== Task ==
When a line of the entries contains "host", please list that line.

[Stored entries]
--------------------
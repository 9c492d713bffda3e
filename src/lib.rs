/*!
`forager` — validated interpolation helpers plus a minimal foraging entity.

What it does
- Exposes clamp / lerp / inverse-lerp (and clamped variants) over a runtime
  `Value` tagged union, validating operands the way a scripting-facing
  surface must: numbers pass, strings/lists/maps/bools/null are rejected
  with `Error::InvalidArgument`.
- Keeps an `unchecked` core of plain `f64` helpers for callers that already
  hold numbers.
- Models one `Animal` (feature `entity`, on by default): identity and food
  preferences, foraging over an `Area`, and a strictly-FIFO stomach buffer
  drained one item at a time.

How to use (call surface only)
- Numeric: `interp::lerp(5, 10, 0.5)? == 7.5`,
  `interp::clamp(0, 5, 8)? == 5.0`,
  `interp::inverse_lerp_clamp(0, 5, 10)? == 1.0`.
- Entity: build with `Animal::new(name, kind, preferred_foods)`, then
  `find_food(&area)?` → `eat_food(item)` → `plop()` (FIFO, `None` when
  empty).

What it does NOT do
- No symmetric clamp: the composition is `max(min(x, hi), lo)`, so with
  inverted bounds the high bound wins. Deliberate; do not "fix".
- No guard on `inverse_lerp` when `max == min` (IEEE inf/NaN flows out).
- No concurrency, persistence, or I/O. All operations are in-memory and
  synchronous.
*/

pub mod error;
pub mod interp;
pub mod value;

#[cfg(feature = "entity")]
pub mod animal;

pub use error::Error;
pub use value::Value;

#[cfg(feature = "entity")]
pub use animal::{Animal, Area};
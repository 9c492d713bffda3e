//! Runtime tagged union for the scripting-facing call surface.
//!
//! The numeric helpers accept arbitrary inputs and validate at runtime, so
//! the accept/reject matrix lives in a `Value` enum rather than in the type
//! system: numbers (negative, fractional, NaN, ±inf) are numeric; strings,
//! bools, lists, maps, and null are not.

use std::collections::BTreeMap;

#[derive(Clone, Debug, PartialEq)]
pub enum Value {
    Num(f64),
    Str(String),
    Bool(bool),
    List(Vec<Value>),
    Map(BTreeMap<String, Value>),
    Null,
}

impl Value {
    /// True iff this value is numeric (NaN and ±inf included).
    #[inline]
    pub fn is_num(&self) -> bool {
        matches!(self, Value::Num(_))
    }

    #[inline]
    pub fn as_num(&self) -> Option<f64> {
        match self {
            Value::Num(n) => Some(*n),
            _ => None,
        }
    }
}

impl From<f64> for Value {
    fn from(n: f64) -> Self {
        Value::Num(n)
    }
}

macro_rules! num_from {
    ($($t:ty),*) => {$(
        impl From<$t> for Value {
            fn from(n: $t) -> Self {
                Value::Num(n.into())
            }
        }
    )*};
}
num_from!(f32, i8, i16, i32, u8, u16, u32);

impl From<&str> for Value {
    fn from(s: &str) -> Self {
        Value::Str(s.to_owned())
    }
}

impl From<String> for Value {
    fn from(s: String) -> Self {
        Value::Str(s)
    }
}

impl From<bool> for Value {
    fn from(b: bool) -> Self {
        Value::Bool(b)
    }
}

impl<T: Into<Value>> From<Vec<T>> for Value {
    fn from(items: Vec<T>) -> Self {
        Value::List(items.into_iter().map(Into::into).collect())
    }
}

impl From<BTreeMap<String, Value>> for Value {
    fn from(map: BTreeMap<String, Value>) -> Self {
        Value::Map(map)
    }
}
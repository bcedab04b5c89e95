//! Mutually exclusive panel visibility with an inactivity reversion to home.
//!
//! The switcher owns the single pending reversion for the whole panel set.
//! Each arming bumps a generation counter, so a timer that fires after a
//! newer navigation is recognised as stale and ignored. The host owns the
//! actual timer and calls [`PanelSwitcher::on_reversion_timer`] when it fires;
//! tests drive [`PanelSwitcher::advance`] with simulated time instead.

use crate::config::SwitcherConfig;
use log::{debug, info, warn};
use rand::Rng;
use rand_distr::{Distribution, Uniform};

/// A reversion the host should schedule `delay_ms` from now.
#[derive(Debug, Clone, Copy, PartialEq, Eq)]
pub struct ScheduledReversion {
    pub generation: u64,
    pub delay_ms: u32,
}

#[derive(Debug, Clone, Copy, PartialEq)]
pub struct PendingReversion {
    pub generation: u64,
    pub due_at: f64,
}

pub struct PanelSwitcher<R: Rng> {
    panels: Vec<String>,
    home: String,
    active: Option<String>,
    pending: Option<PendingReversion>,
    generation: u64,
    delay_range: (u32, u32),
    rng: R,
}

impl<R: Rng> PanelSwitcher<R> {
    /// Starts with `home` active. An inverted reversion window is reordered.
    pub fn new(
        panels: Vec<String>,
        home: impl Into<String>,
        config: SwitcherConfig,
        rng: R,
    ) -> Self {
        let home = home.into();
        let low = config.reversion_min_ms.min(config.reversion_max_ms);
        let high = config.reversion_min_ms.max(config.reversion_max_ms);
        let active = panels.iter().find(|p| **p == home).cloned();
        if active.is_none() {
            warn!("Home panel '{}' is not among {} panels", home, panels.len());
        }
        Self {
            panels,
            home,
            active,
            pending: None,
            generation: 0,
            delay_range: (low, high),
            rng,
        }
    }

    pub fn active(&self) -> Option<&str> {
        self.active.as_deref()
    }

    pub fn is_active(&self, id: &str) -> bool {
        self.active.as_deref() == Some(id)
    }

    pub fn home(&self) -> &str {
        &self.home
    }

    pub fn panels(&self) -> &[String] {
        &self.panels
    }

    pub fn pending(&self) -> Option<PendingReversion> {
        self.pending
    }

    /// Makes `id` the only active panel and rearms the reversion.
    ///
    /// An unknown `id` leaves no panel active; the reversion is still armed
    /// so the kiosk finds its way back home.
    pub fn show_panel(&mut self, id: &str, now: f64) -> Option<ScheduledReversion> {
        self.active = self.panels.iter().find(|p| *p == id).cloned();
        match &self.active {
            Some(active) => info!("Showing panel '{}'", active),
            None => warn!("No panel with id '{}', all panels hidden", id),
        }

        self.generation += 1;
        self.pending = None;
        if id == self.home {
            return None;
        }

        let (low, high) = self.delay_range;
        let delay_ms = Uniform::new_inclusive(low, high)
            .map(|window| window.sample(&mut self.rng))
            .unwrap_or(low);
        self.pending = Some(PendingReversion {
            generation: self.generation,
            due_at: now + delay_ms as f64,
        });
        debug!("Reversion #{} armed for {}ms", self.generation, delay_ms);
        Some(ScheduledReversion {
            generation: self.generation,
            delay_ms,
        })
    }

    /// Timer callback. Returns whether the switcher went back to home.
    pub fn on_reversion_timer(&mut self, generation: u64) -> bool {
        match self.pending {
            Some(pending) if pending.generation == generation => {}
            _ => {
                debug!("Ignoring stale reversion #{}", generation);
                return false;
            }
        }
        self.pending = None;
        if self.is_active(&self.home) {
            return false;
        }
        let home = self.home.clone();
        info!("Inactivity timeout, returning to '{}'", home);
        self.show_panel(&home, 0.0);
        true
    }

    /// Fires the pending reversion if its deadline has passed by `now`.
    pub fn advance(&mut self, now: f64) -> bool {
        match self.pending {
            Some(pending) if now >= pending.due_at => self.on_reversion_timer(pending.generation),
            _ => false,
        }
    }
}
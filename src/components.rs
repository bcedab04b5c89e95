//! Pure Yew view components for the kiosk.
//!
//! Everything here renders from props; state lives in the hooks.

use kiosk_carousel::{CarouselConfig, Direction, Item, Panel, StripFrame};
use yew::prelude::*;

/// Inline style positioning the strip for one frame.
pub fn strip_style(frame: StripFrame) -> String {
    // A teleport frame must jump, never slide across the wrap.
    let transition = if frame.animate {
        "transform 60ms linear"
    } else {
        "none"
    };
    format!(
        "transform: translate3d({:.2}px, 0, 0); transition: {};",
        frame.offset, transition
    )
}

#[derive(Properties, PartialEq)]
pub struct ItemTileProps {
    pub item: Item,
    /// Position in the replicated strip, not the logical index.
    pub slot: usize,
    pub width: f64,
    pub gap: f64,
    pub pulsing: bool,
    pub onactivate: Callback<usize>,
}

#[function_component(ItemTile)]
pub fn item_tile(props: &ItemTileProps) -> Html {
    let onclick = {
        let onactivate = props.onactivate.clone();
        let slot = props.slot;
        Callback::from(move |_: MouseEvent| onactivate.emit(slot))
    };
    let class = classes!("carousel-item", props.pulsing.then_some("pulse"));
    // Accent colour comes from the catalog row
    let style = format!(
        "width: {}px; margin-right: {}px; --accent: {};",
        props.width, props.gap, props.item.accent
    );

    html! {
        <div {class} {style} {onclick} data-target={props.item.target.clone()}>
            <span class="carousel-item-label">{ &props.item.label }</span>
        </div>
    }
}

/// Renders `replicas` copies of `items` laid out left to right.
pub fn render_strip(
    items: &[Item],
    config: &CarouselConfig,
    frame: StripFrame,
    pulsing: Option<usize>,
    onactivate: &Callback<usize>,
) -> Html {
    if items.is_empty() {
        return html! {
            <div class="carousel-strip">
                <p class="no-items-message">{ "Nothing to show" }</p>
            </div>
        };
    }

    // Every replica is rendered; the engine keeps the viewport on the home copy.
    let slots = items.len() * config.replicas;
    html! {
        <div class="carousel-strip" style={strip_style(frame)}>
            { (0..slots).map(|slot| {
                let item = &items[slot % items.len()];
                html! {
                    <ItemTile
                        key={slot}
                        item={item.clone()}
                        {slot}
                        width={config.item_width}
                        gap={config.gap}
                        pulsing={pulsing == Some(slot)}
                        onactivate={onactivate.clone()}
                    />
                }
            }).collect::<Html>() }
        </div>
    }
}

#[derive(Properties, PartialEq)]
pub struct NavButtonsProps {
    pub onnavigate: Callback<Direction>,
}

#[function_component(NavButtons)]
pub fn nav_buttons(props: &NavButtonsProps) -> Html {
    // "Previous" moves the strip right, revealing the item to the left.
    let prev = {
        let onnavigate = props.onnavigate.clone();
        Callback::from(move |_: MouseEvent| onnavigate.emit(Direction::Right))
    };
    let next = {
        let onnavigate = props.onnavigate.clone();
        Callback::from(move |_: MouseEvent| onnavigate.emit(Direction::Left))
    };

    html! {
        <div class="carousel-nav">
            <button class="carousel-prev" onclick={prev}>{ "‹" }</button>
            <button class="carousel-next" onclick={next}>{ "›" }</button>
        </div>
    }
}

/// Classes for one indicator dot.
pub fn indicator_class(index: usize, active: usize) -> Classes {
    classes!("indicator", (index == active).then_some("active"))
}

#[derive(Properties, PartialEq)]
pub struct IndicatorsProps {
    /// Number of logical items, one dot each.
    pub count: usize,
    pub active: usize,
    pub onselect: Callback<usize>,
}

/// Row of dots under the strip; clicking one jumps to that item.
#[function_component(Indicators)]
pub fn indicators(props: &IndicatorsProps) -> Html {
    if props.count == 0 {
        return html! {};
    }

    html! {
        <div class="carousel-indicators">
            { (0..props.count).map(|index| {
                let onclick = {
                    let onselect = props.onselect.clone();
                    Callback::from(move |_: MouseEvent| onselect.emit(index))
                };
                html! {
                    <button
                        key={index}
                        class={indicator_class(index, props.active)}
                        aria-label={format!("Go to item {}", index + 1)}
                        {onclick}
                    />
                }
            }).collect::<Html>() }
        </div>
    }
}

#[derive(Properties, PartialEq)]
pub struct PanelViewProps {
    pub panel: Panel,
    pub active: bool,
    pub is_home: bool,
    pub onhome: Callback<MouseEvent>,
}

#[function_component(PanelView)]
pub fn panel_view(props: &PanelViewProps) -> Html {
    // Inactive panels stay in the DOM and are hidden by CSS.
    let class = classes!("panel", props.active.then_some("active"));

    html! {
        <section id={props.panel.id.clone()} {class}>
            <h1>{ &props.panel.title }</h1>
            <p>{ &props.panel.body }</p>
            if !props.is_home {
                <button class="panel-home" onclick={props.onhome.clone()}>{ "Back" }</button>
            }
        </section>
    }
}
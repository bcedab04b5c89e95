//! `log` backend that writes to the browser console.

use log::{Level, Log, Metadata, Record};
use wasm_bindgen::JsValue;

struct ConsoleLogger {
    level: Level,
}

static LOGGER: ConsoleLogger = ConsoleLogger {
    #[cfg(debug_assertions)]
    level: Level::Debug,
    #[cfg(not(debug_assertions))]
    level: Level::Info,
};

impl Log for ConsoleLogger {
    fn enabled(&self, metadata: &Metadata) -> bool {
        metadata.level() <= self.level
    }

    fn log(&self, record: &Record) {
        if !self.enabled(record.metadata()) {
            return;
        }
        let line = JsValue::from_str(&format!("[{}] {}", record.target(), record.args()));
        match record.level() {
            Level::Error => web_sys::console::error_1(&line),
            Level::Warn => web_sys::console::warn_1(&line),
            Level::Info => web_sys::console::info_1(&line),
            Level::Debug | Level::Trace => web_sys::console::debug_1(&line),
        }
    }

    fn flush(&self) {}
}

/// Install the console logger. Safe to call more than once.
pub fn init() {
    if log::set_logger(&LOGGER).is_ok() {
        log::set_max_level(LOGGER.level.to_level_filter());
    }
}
--------------------
== Solved exercise ==
//! newer navigation is recognised as stale and ignored. The host owns the
/// A reversion the host should schedule `delay_ms` from now.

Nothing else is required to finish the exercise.